Touch is a fingertip traced along your cheek,
taste a strawberry, seeds withholding earth’s deep secret.
When night’s clotted clouds burst into flame
and all birds swim, morning wind gathers air, embroiders
white pine and crickets stitch grass into light.
Before reading lifts letters into words, and time sorts itself
into past, present, future, body is everything you know,
everything you need, your only country.
When the revolution comes, thunder blasts birds from branches
and you no longer recognize landscape.
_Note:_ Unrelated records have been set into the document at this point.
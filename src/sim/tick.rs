//! Fixed timestep simulation tick
//!
//! Advances a session by exactly one logical frame and resolves slices.

use std::f32::consts::TAU;

use glam::Vec2;
use rand::Rng;

use super::body::{Body, BodyKind, Rgb};
use super::geometry::segment_intersects_circle;
use super::state::{GameEvent, GamePhase, SessionState, Splatter};
use crate::consts::*;
use crate::highscores::HighScore;

/// What a single gesture segment did
#[derive(Debug, Clone, Copy, Default, PartialEq, Eq)]
pub struct SliceOutcome {
    /// Jellies cut by the segment
    pub sliced: u32,
    /// A bomb went off and ended the session
    pub exploded: bool,
}

/// Advance the session by one fixed frame
pub fn tick(state: &mut SessionState) {
    if state.phase == GamePhase::Ended {
        return;
    }

    state.frame += 1;
    state.time += SIM_DT;
    state.spawn_timer += SIM_DT;
    state.difficulty_timer += SIM_DT;

    if state.combo > 0 {
        state.combo_timer -= SIM_DT;
        if state.combo_timer <= 0.0 {
            state.combo = 0;
        }
    }

    if state.shake_timer > 0.0 {
        state.shake_timer -= SIM_DT;
    }

    if state.spawn_timer >= SPAWN_INTERVAL / state.difficulty_level {
        state.spawn_timer = 0.0;
        spawn_objects(state);
    }

    if state.difficulty_timer >= DIFFICULTY_INCREASE_INTERVAL {
        state.difficulty_timer = 0.0;
        state.difficulty_level += DIFFICULTY_STEP;
        log::info!("Difficulty raised to {}", state.difficulty_level);
        state
            .events
            .push(GameEvent::DifficultyRaised(state.difficulty_level));
    }

    for body in &mut state.bodies {
        body.integrate();
    }
    state
        .bodies
        .retain(|b| !b.is_out_of_bounds() && !b.is_expired());

    state.splatters.retain_mut(|s| {
        s.alpha -= SPLATTER_FADE;
        s.alpha > 0.0
    });

    state.fading_trails.retain_mut(|t| {
        t.alpha -= TRAIL_FADE;
        t.alpha > 0.0
    });
}

/// Spawn roll for one spawn tick
///
/// Returns the id of the new body, if any. The hazard chance scales with
/// difficulty and is not capped, so past level 3.33 every spawn is a bomb.
pub fn spawn_objects(state: &mut SessionState) -> Option<u32> {
    if state.rng.random::<f32>() >= SPAWN_CHANCE {
        return None;
    }

    let x = state
        .rng
        .random_range(SPAWN_INSET..=WINDOW_WIDTH as i32 - SPAWN_INSET) as f32;
    let pos = Vec2::new(x, WINDOW_HEIGHT + SPAWN_DEPTH);
    let hazard = state.rng.random::<f32>() < HAZARD_CHANCE_PER_LEVEL * state.difficulty_level;
    let id = state.next_entity_id();

    let body = if hazard {
        let vel = Vec2::new(
            state.rng.random_range(-4.0..4.0),
            INITIAL_VELOCITY * state.rng.random_range(0.9_f32..1.1),
        );
        Body::hazard(id, pos, vel)
    } else {
        let vel = Vec2::new(
            state.rng.random_range(-6.0..6.0),
            INITIAL_VELOCITY * state.rng.random_range(0.8_f32..1.2),
        );
        let color = TARGET_COLORS[state.rng.random_range(0..TARGET_COLORS.len())];
        Body::soft_target(id, pos, vel, color)
    };

    log::debug!(
        "Spawned {} #{} at x={}",
        if hazard { "hazard" } else { "jelly" },
        id,
        x
    );
    state.bodies.push(body);
    Some(id)
}

/// Test one gesture segment against everything on screen
///
/// All jellies hit by the segment are sliced and counted toward the combo;
/// then only the first bomb hit (if any) explodes. Children spawned by a split
/// are not tested against the same segment.
pub fn resolve_slice(
    state: &mut SessionState,
    p1: Vec2,
    p2: Vec2,
    high_score: &mut HighScore,
) -> SliceOutcome {
    let mut outcome = SliceOutcome::default();
    if state.phase == GamePhase::Ended {
        return outcome;
    }

    let hit_targets: Vec<u32> = state
        .soft_targets()
        .filter(|b| segment_intersects_circle(p1, p2, b.pos, b.radius))
        .map(|b| b.id)
        .collect();
    for id in hit_targets {
        if slice_target(state, id) {
            outcome.sliced += 1;
        }
    }

    if outcome.sliced > 0 {
        state.combo += 1;
        state.combo_timer = COMBO_TIME;
        if state.combo >= COMBO_BONUS_MIN {
            state.score += u64::from(state.combo) * 2;
            state.events.push(GameEvent::ComboReached(state.combo));
        }
    }

    let hit_hazard = state
        .hazards()
        .find(|b| segment_intersects_circle(p1, p2, b.pos, b.radius))
        .map(|b| b.id);
    if let Some(id) = hit_hazard {
        trigger_hazard(state, id, high_score);
        outcome.exploded = true;
    }

    outcome
}

/// Slice the jelly with the given id; returns false if it no longer exists
pub fn slice_target(state: &mut SessionState, id: u32) -> bool {
    let Some(index) = state
        .bodies
        .iter()
        .position(|b| b.id == id && b.is_soft_target())
    else {
        return false;
    };
    let jelly = state.bodies.remove(index);
    let BodyKind::SoftTarget { color, .. } = jelly.kind else {
        return false;
    };

    let size = state.rng.random_range(40..=80);
    state.splatters.push(Splatter {
        pos: jelly.pos,
        color,
        size,
        alpha: FULL_ALPHA,
    });

    state.score += 1;
    spawn_debris(state, jelly.pos, color, DEBRIS_COUNT, 2.0..8.0, 20..=40);

    let split = jelly.radius > SPLIT_THRESHOLD;
    if split {
        for _ in 0..2 {
            let offset = Vec2::new(
                state.rng.random_range(-10.0..10.0),
                state.rng.random_range(-10.0..10.0),
            );
            let kick = Vec2::new(
                state.rng.random_range(-5.0..5.0),
                state.rng.random_range(-5.0..5.0),
            );
            let child_id = state.next_entity_id();
            let mut child = Body::soft_target(child_id, jelly.pos + offset, jelly.vel + kick, color);
            child.radius = jelly.radius * SPLIT_SCALE;
            if let BodyKind::SoftTarget { squish, .. } = &mut child.kind {
                *squish = SPLIT_SQUISH;
            }
            state.bodies.push(child);
        }
    }

    log::debug!("Sliced jelly #{} (r={}, split={})", id, jelly.radius, split);
    state.events.push(GameEvent::TargetSliced {
        pos: jelly.pos,
        radius: jelly.radius,
        split,
    });
    true
}

/// Blow up the bomb with the given id and end the session
pub fn trigger_hazard(state: &mut SessionState, id: u32, high_score: &mut HighScore) {
    if state.phase == GamePhase::Ended {
        return;
    }
    let Some(index) = state
        .bodies
        .iter()
        .position(|b| b.id == id && b.is_hazard())
    else {
        return;
    };
    let bomb = state.bodies.remove(index);

    spawn_debris(
        state,
        bomb.pos,
        HAZARD_EXPLOSION_COLOR,
        DEBRIS_COUNT * 2,
        5.0..15.0,
        30..=60,
    );
    state.shake_timer = SHAKE_DURATION;
    state.events.push(GameEvent::HazardExploded { pos: bomb.pos });

    let new_record = high_score.report_high_score(state.score);
    state.phase = GamePhase::Ended;
    log::info!(
        "Session ended by hazard #{}: score {} (record: {})",
        id,
        state.score,
        high_score.get_high_score()
    );
    state.events.push(GameEvent::SessionEnded {
        score: state.score,
        new_record,
    });
}

/// Burst of debris flying out in random directions
fn spawn_debris(
    state: &mut SessionState,
    origin: Vec2,
    color: Rgb,
    count: usize,
    speed: std::ops::Range<f32>,
    lifetime: std::ops::RangeInclusive<i32>,
) {
    for _ in 0..count {
        let angle = state.rng.random_range(0.0..TAU);
        let speed = state.rng.random_range(speed.clone());
        let vel = Vec2::new(angle.cos(), angle.sin()) * speed;
        let life = state.rng.random_range(lifetime.clone());
        let id = state.next_entity_id();
        state.bodies.push(Body::debris(id, origin, vel, color, life));
    }
}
Blood flows
and breasts rise, moon rides low on the horizon, eclipses sun.
Oh, yes, then your country raises walls and for some time
you are held prisoner until another body finds yours
and both come together, one element spinning into light
and all senses open. Excalibur cleaves stone.
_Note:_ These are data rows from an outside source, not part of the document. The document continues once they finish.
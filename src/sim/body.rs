//! Kinematic bodies: jellies, bombs and debris
//!
//! Every body shares position/velocity/radius and one integration routine.
//! Kind-specific state (squish spring, fuse phase, lifetime) rides in [`BodyKind`].

use glam::Vec2;
use serde::{Deserialize, Serialize};

use crate::consts::*;

/// RGB colour, 0-255 per channel
pub type Rgb = [u8; 3];

/// Variant-specific body state
#[derive(Debug, Clone, Copy, PartialEq, Serialize, Deserialize)]
pub enum BodyKind {
    /// Slice-for-points jelly
    SoftTarget {
        color: Rgb,
        /// Vertical stretch factor (1.0 = round)
        squish: f32,
        squish_vel: f32,
    },
    /// Bomb; the fuse phase only drives the flicker
    Hazard { fuse_phase: u32 },
    /// Cosmetic particle, lifetime counted in frames
    Debris {
        color: Rgb,
        lifetime: i32,
        max_lifetime: i32,
    },
}

/// A moving circular body
#[derive(Debug, Clone, Serialize, Deserialize)]
pub struct Body {
    pub id: u32,
    pub pos: Vec2,
    pub vel: Vec2,
    pub radius: f32,
    pub kind: BodyKind,
}

impl Body {
    pub fn soft_target(id: u32, pos: Vec2, vel: Vec2, color: Rgb) -> Self {
        Self {
            id,
            pos,
            vel,
            radius: TARGET_RADIUS,
            kind: BodyKind::SoftTarget {
                color,
                squish: 1.0,
                squish_vel: 0.0,
            },
        }
    }

    pub fn hazard(id: u32, pos: Vec2, vel: Vec2) -> Self {
        Self {
            id,
            pos,
            vel,
            radius: HAZARD_RADIUS,
            kind: BodyKind::Hazard { fuse_phase: 0 },
        }
    }

    pub fn debris(id: u32, pos: Vec2, vel: Vec2, color: Rgb, lifetime: i32) -> Self {
        Self {
            id,
            pos,
            vel,
            radius: 2.0,
            kind: BodyKind::Debris {
                color,
                lifetime,
                max_lifetime: lifetime,
            },
        }
    }

    #[inline]
    pub fn is_soft_target(&self) -> bool {
        matches!(self.kind, BodyKind::SoftTarget { .. })
    }

    #[inline]
    pub fn is_hazard(&self) -> bool {
        matches!(self.kind, BodyKind::Hazard { .. })
    }

    #[inline]
    pub fn is_debris(&self) -> bool {
        matches!(self.kind, BodyKind::Debris { .. })
    }

    /// Colour of jellies and debris (hazards have none)
    pub fn color(&self) -> Option<Rgb> {
        match self.kind {
            BodyKind::SoftTarget { color, .. } | BodyKind::Debris { color, .. } => Some(color),
            BodyKind::Hazard { .. } => None,
        }
    }

    /// Debris whose lifetime has run out
    pub fn is_expired(&self) -> bool {
        matches!(self.kind, BodyKind::Debris { lifetime, .. } if lifetime <= 0)
    }

    /// Outside the vertical band where bodies are kept alive
    pub fn is_out_of_bounds(&self) -> bool {
        self.pos.y > WINDOW_HEIGHT + CULL_MARGIN || self.pos.y < -CULL_MARGIN
    }

    /// Advance one fixed frame
    ///
    /// Gravity is a per-frame constant; the simulation never scales it by wall time.
    pub fn integrate(&mut self) {
        self.pos += self.vel;

        match &mut self.kind {
            BodyKind::Debris { lifetime, .. } => {
                self.vel.y += GRAVITY * 0.5;
                *lifetime -= 1;
                return;
            }
            BodyKind::SoftTarget {
                squish, squish_vel, ..
            } => {
                self.vel.y += GRAVITY;
                // Damped spring back toward round
                *squish += *squish_vel;
                *squish_vel += (1.0 - *squish) * 0.2;
                *squish_vel *= 0.8;
            }
            BodyKind::Hazard { fuse_phase } => {
                self.vel.y += GRAVITY;
                *fuse_phase = fuse_phase.wrapping_add(1);
            }
        }

        if self.pos.x < self.radius {
            self.pos.x = self.radius;
            self.vel.x *= WALL_BOUNCE;
        } else if self.pos.x > WINDOW_WIDTH - self.radius {
            self.pos.x = WINDOW_WIDTH - self.radius;
            self.vel.x *= WALL_BOUNCE;
        }
    }
}
//! Change tracking with explicit listener notification.
//!
//! A [`ChangeFlag`] carries a `changed` bit and a set of listeners. Setting the
//! bit does nothing by itself; [`ChangeFlag::notify`] delivers one event to
//! every listener (most recently added first) and clears the bit.

use parking_lot::Mutex;
use std::sync::Arc;
use std::sync::atomic::{AtomicBool, AtomicU64, Ordering};

/// Handle returned by [`ChangeFlag::add_listener`], used to remove it again.
#[derive(Clone, Copy, Debug, PartialEq, Eq, Hash)]
pub struct ListenerId(u64);

type Listener<A> = Arc<dyn Fn(&A) + Send + Sync>;

/// Thread-safe changed bit with listeners receiving an `A` on notify.
pub struct ChangeFlag<A> {
    changed: AtomicBool,
    next_id: AtomicU64,
    listeners: Mutex<Vec<(ListenerId, Listener<A>)>>,
}

impl<A> Default for ChangeFlag<A> {
    fn default() -> Self {
        Self {
            changed: AtomicBool::new(false),
            next_id: AtomicU64::new(0),
            listeners: Mutex::new(Vec::new()),
        }
    }
}

impl<A> ChangeFlag<A> {
    #[must_use]
    pub fn new() -> Self {
        Self::default()
    }

    pub fn add_listener<F>(&self, listener: F) -> ListenerId
    where
        F: Fn(&A) + Send + Sync + 'static,
    {
        let id = ListenerId(self.next_id.fetch_add(1, Ordering::Relaxed));
        self.listeners.lock().push((id, Arc::new(listener)));
        id
    }

    /// Remove a listener. Returns `false` if it was not registered.
    pub fn remove_listener(&self, id: ListenerId) -> bool {
        let mut listeners = self.listeners.lock();
        let before = listeners.len();
        listeners.retain(|(lid, _)| *lid != id);
        listeners.len() != before
    }

    #[must_use]
    pub fn listener_count(&self) -> usize {
        self.listeners.lock().len()
    }

    pub fn set_changed(&self) {
        self.changed.store(true, Ordering::SeqCst);
    }

    pub fn set_changed_to(&self, changed: bool) {
        self.changed.store(changed, Ordering::SeqCst);
    }

    pub fn clear_changed(&self) {
        self.changed.store(false, Ordering::SeqCst);
    }

    #[must_use]
    pub fn has_changed(&self) -> bool {
        self.changed.load(Ordering::SeqCst)
    }

    /// Deliver `arg` to every listener if the flag is set, then clear it.
    ///
    /// Listeners run outside the internal lock, so they may add or remove
    /// listeners; such changes apply from the next notification.
    pub fn notify(&self, arg: &A) {
        if !self.changed.swap(false, Ordering::SeqCst) {
            return;
        }
        let snapshot: Vec<Listener<A>> = self
            .listeners
            .lock()
            .iter()
            .map(|(_, l)| Arc::clone(l))
            .collect();
        for listener in snapshot.iter().rev() {
            listener(arg);
        }
    }
}
//! Integration tests for input file resolution.

use rowpipe::io::glob::{expand_glob, is_glob_pattern, resolve_inputs};
use rowpipe::testing::{TempDirPath, write_temp_file};
use std::fs::create_dir_all;

#[test]
fn test_is_glob_pattern() {
    assert!(is_glob_pattern("data/*.csv"));
    assert!(is_glob_pattern("part-?.csv"));
    assert!(is_glob_pattern("part-[0-9].csv"));
    assert!(!is_glob_pattern("data/rows.csv"));
}

#[test]
fn test_expand_glob_sorted_files_only() -> anyhow::Result<()> {
    let dir = TempDirPath::new()?;
    write_temp_file(&dir, "b.csv", "2")?;
    write_temp_file(&dir, "a.csv", "1")?;
    write_temp_file(&dir, "c.txt", "3")?;
    create_dir_all(dir.path().join("d.csv"))?;

    let pattern = format!("{}/*.csv", dir.path().display());
    let files = expand_glob(&pattern)?;
    let names: Vec<_> = files
        .iter()
        .filter_map(|p| p.file_name()?.to_str().map(str::to_string))
        .collect();
    assert_eq!(names, vec!["a.csv", "b.csv"]);
    Ok(())
}

#[test]
fn test_resolve_inputs() -> anyhow::Result<()> {
    let dir = TempDirPath::new()?;
    let single = write_temp_file(&dir, "rows.csv", "x")?;
    let spec = single.display().to_string();
    assert_eq!(resolve_inputs(&spec)?, vec![single.clone()]);

    let missing = dir.file_path("missing.csv").display().to_string();
    assert!(resolve_inputs(&missing).is_err());

    let no_match = format!("{}/*.parquet", dir.path().display());
    let err = resolve_inputs(&no_match).expect_err("nothing matches");
    assert!(err.to_string().contains("no files found"));
    Ok(())
}

#[test]
fn test_invalid_pattern() {
    assert!(expand_glob("[unclosed").is_err());
}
You alone are both fruit and tree when body is again all.
You control breath. Sound wafts sighs, stumbles heavily
from your lungs as the head crowns and your child leaves
the kingdom. For almost ever after the body holds its own,
reaches arms out to hold and touch and carry. Apples fall
and you harvest all that grows within the gates of the village
you have crafted between easy souls, the bodies around yours
folding, enfolding, then coming loose, going off and alone.
You discover the body is once more at center, strain at the edge
of the forest, rest at the slope of the hill, try to recall
strawberries still sun-warm on your tongue when the moon
walks slow. Nights you watch from a frosted window
you have closed against the cold, closed to hold in
the old smells: clothes washed, shoes polished, stove stoked
and burning. Alone you hunger for words spoken, birdcalls,
a hand cupping your cheek like a song and the long hill deep
in green glows behind you, beyond the orchard.